Por Armando Guglielmone.
A esta altura nadie duda que el verano llegó, pese a tener unos días atípicos en los cuales está agradable, Salto no defrauda, y el sol acá pareciera que pega más fuerte. Bastaría un poco de sentido común para darse cuenta que no se puede dejar un perro al rayo de sol en estos momentos, o salir a pasear con ellos en la carrocería de una camioneta con el piso de esta quemando sus pies. Pero el sentido común parece que escasea, o tal vez sea falta de consideración de sus propietarios, pero peor que esto es la desconsideración profesional de quienes deberían dar el ejemplo.
Hace unos días atrás en los cuales el marcador de temperatura indicaba 41 grados, iba pasando frente a una veterinaria ubicada en una avenida en la cual el sol se luce, ya que los árboles…, bien gracias, y había sobre la camioneta que utilizan ahí, un dogo argentino tremendamente acalorado, jadeando a más no poder el pobre.
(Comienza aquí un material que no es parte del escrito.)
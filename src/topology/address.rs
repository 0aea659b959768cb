//! Multi-dimensional address math.
//!
//! NPU ids are mixed-radix numbers over the per-dimension NPU counts, with
//! dimension 0 as the least significant digit. Switch devices sit after all
//! NPUs; an address whose coordinate in a switch dimension equals that
//! dimension's NPU count names a switch.

use std::collections::BTreeMap;

use super::types::{ConnectionPolicy, DeviceId, MultiDimAddress, TopologyError};

/// `sum(address[d] * prod(shape[..d]))`
fn mixed_radix_offset(address: &[usize], shape: &[usize]) -> DeviceId {
    address
        .iter()
        .zip(shape)
        .rev()
        .fold(0, |id, (coordinate, size)| id * size + coordinate)
}

/// Maps switch addresses to global device ids.
///
/// Switches of each switch dimension form one contiguous block, blocks
/// ordered by dimension. Within a block a switch is identified by the
/// coordinates of the dimensions above it.
#[derive(Debug, Clone, PartialEq)]
pub struct SwitchTranslationUnit {
    total_npus_count: usize,
    npus_count_per_dim: Vec<usize>,
    is_switch_dim: Vec<bool>,
    /// Length of the higher-dimension suffix -> first switch offset
    offset_by_suffix_length: BTreeMap<usize, usize>,
    switches_count: usize,
}

impl SwitchTranslationUnit {
    pub fn new(npus_count_per_dim: Vec<usize>, is_switch_dim: Vec<bool>) -> Self {
        let dims_count = npus_count_per_dim.len();
        let total_npus_count = npus_count_per_dim.iter().product();

        let mut offset_by_suffix_length = BTreeMap::new();
        let mut cumulative_offset = 0;
        for dim in 0..dims_count {
            if is_switch_dim.get(dim).copied().unwrap_or(false) {
                let switches: usize = npus_count_per_dim[dim + 1..].iter().product();
                offset_by_suffix_length.insert(dims_count - dim - 1, cumulative_offset);
                cumulative_offset += switches;
            }
        }

        Self {
            total_npus_count,
            npus_count_per_dim,
            is_switch_dim,
            offset_by_suffix_length,
            switches_count: cumulative_offset,
        }
    }

    pub fn switches_count(&self) -> usize {
        self.switches_count
    }

    /// First dimension holding a switch coordinate, if any
    pub fn switch_dim(&self, address: &[usize]) -> Option<usize> {
        (0..address.len().min(self.npus_count_per_dim.len())).find(|dim| {
            self.is_switch_dim[*dim] && address[*dim] == self.npus_count_per_dim[*dim]
        })
    }

    pub fn translate_address_to_id(&self, address: &[usize]) -> Result<DeviceId, TopologyError> {
        let invalid = || TopologyError::InvalidAddress {
            address: address.to_vec(),
            shape: self.npus_count_per_dim.clone(),
        };
        let switch_dim = self.switch_dim(address).ok_or_else(invalid)?;
        let suffix = &address[switch_dim + 1..];
        let offset = self
            .offset_by_suffix_length
            .get(&suffix.len())
            .ok_or_else(invalid)?;
        let partial = mixed_radix_offset(suffix, &self.npus_count_per_dim[switch_dim + 1..]);
        Ok(self.total_npus_count + offset + partial)
    }
}

/// Flat id <-> multi-dimensional address translation for one shape
#[derive(Debug, Clone, PartialEq)]
pub struct AddressSpace {
    npus_count_per_dim: Vec<usize>,
    npus_count: usize,
    switches: SwitchTranslationUnit,
}

impl AddressSpace {
    /// Address space with no switch dimensions
    pub fn new(npus_count_per_dim: Vec<usize>) -> Self {
        let is_switch_dim = vec![false; npus_count_per_dim.len()];
        Self::with_switches(npus_count_per_dim, is_switch_dim)
    }

    pub fn with_switches(npus_count_per_dim: Vec<usize>, is_switch_dim: Vec<bool>) -> Self {
        let npus_count = npus_count_per_dim.iter().product();
        let switches = SwitchTranslationUnit::new(npus_count_per_dim.clone(), is_switch_dim);
        Self {
            npus_count_per_dim,
            npus_count,
            switches,
        }
    }

    pub fn dims_count(&self) -> usize {
        self.npus_count_per_dim.len()
    }

    pub fn shape(&self) -> &[usize] {
        &self.npus_count_per_dim
    }

    pub fn npus_count(&self) -> usize {
        self.npus_count
    }

    /// NPUs plus every switch device
    pub fn total_devices_count(&self) -> usize {
        self.npus_count + self.switches.switches_count()
    }

    /// Decode an NPU id, most significant dimension first
    pub fn translate_address(&self, npu_id: DeviceId) -> Result<MultiDimAddress, TopologyError> {
        if npu_id >= self.npus_count {
            return Err(TopologyError::UnknownDevice {
                device: npu_id,
                count: self.npus_count,
            });
        }
        let mut address = vec![0; self.dims_count()];
        let mut leftover = npu_id;
        let mut denominator = self.npus_count;
        for dim in (0..self.dims_count()).rev() {
            denominator /= self.npus_count_per_dim[dim];
            address[dim] = leftover / denominator;
            leftover %= denominator;
        }
        Ok(address)
    }

    /// Encode an NPU or switch address back into a device id
    pub fn translate_address_back(&self, address: &[usize]) -> Result<DeviceId, TopologyError> {
        if address.len() != self.dims_count() {
            return Err(self.invalid(address));
        }
        if self.switches.switch_dim(address).is_some() {
            return self.switches.translate_address_to_id(address);
        }
        if address
            .iter()
            .zip(&self.npus_count_per_dim)
            .any(|(coordinate, size)| coordinate >= size)
        {
            return Err(self.invalid(address));
        }
        Ok(mixed_radix_offset(address, &self.npus_count_per_dim))
    }

    /// First (least significant) dimension where the two addresses differ
    pub fn dim_to_transfer(&self, src: &[usize], dst: &[usize]) -> Option<usize> {
        src.iter().zip(dst).position(|(a, b)| a != b)
    }

    fn invalid(&self, address: &[usize]) -> TopologyError {
        TopologyError::InvalidAddress {
            address: address.to_vec(),
            shape: self.npus_count_per_dim.clone(),
        }
    }
}

/// Expand a policy of dimension `dim` over every coordinate combination of
/// the other dimensions.
pub fn generate_address_pairs(
    upper: &[usize],
    policy: &ConnectionPolicy,
    dim: usize,
) -> Vec<(MultiDimAddress, MultiDimAddress)> {
    let free_dims: Vec<usize> = (0..upper.len()).filter(|d| *d != dim).collect();
    let combinations: usize = free_dims.iter().map(|d| upper[*d]).product();

    (0..combinations)
        .map(|mut combination| {
            let mut src = vec![0; upper.len()];
            for d in free_dims.iter().rev() {
                src[*d] = combination % upper[*d];
                combination /= upper[*d];
            }
            let mut dst = src.clone();
            src[dim] = policy.src;
            dst[dim] = policy.dst;
            (src, dst)
        })
        .collect()
}

#[cfg(test)]
mod tests {
    use super::*;

    #[test]
    fn test_translate_address() {
        let space = AddressSpace::new(vec![2, 8, 4]);
        assert_eq!(space.npus_count(), 64);
        assert_eq!(space.translate_address(47).unwrap(), vec![1, 7, 2]);
        assert_eq!(space.translate_address_back(&[1, 7, 2]).unwrap(), 47);
    }

    #[test]
    fn test_round_trip_every_id() {
        for shape in [vec![2, 8, 4], vec![3, 5], vec![7], vec![2, 2, 2, 3]] {
            let space = AddressSpace::new(shape);
            for id in 0..space.npus_count() {
                let address = space.translate_address(id).unwrap();
                assert_eq!(space.translate_address_back(&address).unwrap(), id);
            }
        }
    }

    #[test]
    fn test_out_of_range() {
        let space = AddressSpace::new(vec![2, 4]);
        assert!(matches!(
            space.translate_address(8),
            Err(TopologyError::UnknownDevice { device: 8, count: 8 })
        ));
        assert!(matches!(
            space.translate_address_back(&[2, 0]),
            Err(TopologyError::InvalidAddress { .. })
        ));
        assert!(space.translate_address_back(&[0]).is_err());
    }

    #[test]
    fn test_dim_to_transfer() {
        let space = AddressSpace::new(vec![2, 8, 4]);
        assert_eq!(space.dim_to_transfer(&[1, 7, 2], &[1, 3, 0]), Some(1));
        assert_eq!(space.dim_to_transfer(&[0, 7, 2], &[1, 3, 0]), Some(0));
        assert_eq!(space.dim_to_transfer(&[1, 7, 2], &[1, 7, 2]), None);
    }

    #[test]
    fn test_switch_translation() {
        // switch in the lowest dimension: one switch per higher-dimension group
        let space = AddressSpace::with_switches(vec![4, 2, 2], vec![true, false, false]);
        assert_eq!(space.total_devices_count(), 20);
        assert_eq!(space.translate_address_back(&[4, 0, 0]).unwrap(), 16);
        assert_eq!(space.translate_address_back(&[4, 1, 1]).unwrap(), 19);

        let space = AddressSpace::with_switches(vec![2, 2], vec![true, true]);
        assert_eq!(space.total_devices_count(), 7);
        assert_eq!(space.translate_address_back(&[2, 1]).unwrap(), 5);
        assert_eq!(space.translate_address_back(&[0, 2]).unwrap(), 6);
    }

    #[test]
    fn test_generate_address_pairs() {
        let pairs = generate_address_pairs(&[2, 3], &ConnectionPolicy::new(0, 1), 0);
        assert_eq!(pairs.len(), 3);
        assert_eq!(pairs[0], (vec![0, 0], vec![1, 0]));
        assert_eq!(pairs[2], (vec![0, 2], vec![1, 2]));

        let pairs = generate_address_pairs(&[2, 3, 2], &ConnectionPolicy::new(2, 0), 1);
        assert_eq!(pairs.len(), 4);
        assert!(pairs
            .iter()
            .all(|(src, dst)| src[1] == 2 && dst[1] == 0 && src[0] == dst[0] && src[2] == dst[2]));
    }
}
Tal vez el que paró ahí era solamente un ayudante, pero si carece de sentido común este, bien podrían los profesionales encargados darse cuenta del sufrimiento del perro y tal vez bajarlo, me parece.
Pero hay algo peor, como siempre, y es la aberración cometida cuando esquilan a perros que no requieren en absoluto de esto, o lo hacen cuando no deberían, porque mejor asegurarnos el dinero ahora que esperar un poco. El pelo, como lo he explicado infinidad de veces, funciona como protección contra el ambiente. Los perros, en su mayoría, mudan el pelo adecuándolo a las variaciones de temperatura, fino en verano y grueso en invierno. Es cierto que teniéndolo en ambientes climatizados artificialmente este cambio a veces se alarga, pero cepillándolo a diario ayudamos a que sea más rápido. Entiendo que hay dueños que igual quieren que los esquilen, pero un buen veterinario debería explicarle el por qué no es conveniente, sea por la raza y lo malo de hacerlo o porque debería esperar un poco dadas las circunstancias. Si vamos a llevar a nuestro perro a la playa, a exponerlo al sol, aún siendo tal vez necesario esquilarlo cada tanto, esperemos a volver de esta, el pelo de este funciona como filtro de los rayos solares, ni que hablar de protegerlo de picaduras de insectos.
Hace poco un cliente que tiene un pastor blanco suizo lo había enviado a una veterinaria a bañar y sobre todo para que le cepillaran el pelo de invierno que aún tenía a montones. Total que volvió hecho un enchastre, lleno de nudos, peor que antes. Lo llevan a otra clínica veterinaria para que lo cepillen solamente, e increíblemente lo devuelven esquilado, con un pompón en la punta de la cola. No hubo consulta previa a los dueños ni aviso, decisión “profesional”.
Estamos viviendo tiempos complicados, todo criterio lógico está alterado y perros y propietarios estamos cada vez más expuestos a cualquier mala decisión, debemos estar más atentos que nunca, por nuestros perros.